WHAT IS NEEDED: Throughout the records below, find the lines with the string "stdout" and give how many there are, nothing else.
Start of GIVEN DATA
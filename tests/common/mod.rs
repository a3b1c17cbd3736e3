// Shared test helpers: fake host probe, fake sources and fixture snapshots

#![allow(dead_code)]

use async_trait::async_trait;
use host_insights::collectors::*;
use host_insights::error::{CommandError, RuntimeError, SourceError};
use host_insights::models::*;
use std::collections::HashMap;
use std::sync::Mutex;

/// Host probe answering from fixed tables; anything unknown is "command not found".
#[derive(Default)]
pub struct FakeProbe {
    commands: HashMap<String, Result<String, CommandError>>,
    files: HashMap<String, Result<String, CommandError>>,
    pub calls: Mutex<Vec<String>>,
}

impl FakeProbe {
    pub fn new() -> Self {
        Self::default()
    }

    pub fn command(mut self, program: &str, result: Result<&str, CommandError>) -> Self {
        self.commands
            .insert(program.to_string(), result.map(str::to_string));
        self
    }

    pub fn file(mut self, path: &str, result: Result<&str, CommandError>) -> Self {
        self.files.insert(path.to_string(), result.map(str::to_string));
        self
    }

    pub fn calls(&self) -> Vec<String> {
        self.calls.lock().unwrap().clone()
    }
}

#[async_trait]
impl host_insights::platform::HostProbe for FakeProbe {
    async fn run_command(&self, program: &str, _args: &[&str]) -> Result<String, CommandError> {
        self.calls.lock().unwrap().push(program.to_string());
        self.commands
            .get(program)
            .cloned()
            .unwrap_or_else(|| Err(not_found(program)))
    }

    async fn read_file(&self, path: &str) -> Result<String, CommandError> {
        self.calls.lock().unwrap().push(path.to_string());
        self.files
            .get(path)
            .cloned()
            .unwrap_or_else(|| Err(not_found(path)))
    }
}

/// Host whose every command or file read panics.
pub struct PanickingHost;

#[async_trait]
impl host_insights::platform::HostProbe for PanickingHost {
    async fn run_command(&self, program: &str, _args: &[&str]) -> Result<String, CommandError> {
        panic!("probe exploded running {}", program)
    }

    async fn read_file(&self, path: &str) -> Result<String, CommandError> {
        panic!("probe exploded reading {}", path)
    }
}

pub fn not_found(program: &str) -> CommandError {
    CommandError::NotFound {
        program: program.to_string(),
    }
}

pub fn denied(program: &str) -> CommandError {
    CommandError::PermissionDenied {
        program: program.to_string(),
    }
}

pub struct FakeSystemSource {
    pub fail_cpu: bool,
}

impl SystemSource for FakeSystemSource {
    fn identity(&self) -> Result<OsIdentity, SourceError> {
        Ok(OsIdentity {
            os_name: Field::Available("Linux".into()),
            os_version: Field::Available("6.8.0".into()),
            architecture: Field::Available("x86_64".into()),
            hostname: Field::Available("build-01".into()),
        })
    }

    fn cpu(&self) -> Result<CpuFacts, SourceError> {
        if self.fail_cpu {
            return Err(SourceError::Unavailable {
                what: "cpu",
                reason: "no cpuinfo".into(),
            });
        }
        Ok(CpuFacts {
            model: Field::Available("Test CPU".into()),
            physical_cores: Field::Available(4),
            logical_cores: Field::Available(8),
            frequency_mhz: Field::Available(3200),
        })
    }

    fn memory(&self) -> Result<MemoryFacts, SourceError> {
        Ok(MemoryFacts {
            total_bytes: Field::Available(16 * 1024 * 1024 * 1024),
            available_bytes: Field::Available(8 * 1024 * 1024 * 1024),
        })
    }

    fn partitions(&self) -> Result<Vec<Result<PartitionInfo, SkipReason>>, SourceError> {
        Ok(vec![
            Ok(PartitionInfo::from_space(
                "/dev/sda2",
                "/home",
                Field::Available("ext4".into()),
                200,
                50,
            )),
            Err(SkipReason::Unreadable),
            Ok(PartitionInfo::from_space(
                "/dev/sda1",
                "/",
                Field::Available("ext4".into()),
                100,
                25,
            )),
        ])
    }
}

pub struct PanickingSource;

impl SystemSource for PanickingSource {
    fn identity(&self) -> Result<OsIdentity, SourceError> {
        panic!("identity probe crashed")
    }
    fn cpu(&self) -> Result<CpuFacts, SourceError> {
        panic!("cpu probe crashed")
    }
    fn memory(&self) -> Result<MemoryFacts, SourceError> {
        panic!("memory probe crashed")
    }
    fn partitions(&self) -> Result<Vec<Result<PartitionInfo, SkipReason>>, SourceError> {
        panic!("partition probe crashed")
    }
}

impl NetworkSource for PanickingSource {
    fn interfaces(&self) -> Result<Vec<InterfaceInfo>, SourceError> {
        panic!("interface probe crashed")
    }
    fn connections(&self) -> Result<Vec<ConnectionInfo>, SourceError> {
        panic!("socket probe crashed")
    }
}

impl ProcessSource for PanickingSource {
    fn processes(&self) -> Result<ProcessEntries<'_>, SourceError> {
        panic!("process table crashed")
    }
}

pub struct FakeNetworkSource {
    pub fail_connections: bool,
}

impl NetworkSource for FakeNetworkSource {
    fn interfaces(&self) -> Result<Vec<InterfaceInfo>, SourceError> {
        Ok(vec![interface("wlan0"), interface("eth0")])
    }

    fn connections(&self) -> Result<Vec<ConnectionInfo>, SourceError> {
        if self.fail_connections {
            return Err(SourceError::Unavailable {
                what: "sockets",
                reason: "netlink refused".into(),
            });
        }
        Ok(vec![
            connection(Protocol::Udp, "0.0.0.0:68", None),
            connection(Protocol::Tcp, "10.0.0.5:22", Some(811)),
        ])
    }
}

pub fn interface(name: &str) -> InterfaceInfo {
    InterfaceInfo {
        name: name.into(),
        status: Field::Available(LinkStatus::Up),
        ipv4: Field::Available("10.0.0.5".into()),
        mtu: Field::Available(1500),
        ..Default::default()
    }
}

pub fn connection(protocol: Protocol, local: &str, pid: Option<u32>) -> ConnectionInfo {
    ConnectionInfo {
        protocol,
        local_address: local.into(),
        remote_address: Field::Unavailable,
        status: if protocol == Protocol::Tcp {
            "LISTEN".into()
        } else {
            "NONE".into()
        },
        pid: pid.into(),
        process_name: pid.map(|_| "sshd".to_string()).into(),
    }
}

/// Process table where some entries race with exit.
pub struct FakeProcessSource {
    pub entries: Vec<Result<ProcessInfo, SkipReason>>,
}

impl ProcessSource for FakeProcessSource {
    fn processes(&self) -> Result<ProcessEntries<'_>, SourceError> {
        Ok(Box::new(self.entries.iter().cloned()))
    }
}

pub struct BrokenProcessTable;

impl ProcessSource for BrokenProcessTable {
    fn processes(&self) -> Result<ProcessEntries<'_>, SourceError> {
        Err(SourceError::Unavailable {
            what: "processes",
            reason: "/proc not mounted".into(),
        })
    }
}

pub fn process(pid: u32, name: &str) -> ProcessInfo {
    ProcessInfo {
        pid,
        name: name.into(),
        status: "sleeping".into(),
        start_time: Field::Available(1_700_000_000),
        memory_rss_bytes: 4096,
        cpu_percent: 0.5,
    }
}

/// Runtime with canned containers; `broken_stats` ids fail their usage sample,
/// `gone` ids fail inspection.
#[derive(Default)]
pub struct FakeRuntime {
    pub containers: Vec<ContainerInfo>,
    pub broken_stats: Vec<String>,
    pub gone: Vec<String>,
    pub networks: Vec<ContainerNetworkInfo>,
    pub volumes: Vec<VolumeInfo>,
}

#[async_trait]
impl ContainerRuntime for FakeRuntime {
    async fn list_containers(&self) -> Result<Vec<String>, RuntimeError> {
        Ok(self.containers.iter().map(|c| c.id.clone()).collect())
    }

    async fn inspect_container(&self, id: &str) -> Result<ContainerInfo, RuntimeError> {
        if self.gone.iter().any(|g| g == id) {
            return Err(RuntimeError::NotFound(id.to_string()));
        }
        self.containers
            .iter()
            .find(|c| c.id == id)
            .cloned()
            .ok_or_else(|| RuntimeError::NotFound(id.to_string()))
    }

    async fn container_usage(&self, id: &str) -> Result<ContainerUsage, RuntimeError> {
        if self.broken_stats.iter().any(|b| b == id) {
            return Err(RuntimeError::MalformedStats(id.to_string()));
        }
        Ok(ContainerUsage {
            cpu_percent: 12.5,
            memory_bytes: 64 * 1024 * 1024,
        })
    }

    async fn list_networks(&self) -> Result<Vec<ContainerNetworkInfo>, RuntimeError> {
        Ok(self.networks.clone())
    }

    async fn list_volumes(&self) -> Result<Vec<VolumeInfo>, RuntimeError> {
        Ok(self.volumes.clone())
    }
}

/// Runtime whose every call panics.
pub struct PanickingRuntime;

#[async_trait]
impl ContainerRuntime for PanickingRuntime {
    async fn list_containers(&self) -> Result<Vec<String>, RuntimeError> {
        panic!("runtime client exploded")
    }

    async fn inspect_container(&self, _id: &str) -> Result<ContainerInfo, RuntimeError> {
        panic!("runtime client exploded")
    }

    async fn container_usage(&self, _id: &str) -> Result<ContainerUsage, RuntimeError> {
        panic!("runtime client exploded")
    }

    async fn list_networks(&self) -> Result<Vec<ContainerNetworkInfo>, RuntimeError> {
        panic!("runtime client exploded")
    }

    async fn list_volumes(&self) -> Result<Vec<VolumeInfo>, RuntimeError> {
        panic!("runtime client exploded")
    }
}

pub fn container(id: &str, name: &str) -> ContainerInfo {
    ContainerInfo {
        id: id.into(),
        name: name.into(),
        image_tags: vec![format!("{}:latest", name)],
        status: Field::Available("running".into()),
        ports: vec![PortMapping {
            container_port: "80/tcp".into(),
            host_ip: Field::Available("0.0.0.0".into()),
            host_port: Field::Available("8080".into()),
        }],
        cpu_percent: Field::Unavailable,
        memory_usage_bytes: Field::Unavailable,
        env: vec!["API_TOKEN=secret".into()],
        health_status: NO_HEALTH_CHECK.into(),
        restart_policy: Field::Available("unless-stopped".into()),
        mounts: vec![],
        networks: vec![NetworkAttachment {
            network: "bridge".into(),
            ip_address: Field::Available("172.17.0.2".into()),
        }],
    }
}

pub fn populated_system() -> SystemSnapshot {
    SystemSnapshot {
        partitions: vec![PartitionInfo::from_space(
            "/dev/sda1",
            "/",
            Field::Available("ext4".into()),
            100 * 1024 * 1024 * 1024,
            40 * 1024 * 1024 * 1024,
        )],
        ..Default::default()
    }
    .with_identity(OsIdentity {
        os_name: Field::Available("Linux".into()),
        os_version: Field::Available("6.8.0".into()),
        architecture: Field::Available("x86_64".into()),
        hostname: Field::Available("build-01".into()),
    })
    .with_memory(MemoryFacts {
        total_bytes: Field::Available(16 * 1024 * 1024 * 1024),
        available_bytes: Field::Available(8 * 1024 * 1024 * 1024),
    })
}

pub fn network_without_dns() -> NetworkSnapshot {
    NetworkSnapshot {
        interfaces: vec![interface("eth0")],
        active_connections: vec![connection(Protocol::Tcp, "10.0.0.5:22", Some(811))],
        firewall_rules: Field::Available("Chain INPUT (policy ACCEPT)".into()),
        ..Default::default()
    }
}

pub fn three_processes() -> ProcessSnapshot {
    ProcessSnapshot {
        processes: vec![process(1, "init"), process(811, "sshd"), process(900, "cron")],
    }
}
End of GIVEN DATA
Start of GIVEN DATA
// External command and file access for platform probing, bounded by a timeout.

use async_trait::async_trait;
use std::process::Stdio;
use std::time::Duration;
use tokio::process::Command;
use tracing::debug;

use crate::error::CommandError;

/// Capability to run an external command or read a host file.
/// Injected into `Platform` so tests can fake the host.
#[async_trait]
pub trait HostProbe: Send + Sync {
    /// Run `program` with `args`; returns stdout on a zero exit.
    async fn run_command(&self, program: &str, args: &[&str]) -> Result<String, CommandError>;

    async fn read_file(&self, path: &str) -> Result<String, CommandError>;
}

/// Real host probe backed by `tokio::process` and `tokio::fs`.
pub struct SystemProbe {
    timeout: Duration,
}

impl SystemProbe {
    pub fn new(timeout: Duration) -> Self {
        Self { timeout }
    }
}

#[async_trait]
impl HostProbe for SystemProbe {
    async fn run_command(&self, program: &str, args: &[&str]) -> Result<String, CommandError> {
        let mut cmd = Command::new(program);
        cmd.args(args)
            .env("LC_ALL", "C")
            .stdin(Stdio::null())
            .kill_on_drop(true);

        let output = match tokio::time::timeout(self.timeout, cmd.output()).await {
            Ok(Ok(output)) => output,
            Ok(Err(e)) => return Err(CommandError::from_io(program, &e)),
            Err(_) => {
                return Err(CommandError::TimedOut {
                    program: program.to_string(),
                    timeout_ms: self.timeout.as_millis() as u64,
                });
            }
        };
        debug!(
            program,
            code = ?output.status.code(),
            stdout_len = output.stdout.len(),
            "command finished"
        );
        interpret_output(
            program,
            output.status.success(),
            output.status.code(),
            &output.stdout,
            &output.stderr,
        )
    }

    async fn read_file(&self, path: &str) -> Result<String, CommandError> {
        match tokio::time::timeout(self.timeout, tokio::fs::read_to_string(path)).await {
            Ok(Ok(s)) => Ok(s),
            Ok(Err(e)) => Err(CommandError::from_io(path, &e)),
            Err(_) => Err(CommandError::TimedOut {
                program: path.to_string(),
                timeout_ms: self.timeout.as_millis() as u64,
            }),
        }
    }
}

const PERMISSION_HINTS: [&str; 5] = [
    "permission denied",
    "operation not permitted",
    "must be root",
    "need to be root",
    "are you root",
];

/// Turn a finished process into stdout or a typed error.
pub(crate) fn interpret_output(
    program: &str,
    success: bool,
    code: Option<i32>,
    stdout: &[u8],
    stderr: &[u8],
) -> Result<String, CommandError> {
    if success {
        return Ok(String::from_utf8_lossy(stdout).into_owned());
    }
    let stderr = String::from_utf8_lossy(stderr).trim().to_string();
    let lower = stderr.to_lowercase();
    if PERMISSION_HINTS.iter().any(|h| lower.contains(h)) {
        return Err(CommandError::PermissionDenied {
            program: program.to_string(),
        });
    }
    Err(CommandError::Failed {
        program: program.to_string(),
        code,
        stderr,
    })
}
End of GIVEN DATA
Start of GIVEN DATA
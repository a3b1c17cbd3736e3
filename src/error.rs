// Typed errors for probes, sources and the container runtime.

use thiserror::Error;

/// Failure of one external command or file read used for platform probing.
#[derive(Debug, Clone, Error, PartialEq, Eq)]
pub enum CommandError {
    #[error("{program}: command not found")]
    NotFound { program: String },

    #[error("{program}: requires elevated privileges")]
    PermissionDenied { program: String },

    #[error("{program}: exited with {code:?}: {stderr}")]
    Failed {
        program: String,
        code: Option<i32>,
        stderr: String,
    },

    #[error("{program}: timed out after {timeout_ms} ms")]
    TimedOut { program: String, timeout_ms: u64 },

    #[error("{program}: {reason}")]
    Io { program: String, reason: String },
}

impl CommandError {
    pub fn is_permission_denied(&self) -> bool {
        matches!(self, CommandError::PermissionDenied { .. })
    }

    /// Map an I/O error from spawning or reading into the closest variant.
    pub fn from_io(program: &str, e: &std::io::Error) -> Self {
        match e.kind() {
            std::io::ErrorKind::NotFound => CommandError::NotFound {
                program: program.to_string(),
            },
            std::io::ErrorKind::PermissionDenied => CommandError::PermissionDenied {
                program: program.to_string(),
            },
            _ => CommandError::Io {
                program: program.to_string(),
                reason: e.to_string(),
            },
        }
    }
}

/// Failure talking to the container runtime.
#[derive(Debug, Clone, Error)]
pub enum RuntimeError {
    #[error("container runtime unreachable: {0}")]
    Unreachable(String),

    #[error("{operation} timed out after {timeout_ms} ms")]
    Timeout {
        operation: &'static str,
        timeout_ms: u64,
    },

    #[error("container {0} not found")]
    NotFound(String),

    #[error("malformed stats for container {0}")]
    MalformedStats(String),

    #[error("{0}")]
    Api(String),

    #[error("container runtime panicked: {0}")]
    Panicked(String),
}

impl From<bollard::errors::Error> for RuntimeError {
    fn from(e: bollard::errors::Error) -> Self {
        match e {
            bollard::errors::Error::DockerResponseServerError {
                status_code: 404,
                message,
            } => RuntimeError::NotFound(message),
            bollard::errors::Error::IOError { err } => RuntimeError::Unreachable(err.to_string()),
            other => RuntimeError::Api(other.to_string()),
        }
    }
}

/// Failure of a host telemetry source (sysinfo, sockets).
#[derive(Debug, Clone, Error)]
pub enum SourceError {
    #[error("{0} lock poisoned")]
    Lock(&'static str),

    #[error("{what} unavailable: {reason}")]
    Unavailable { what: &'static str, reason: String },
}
End of GIVEN DATA
EXERCISE OUTPUT: 6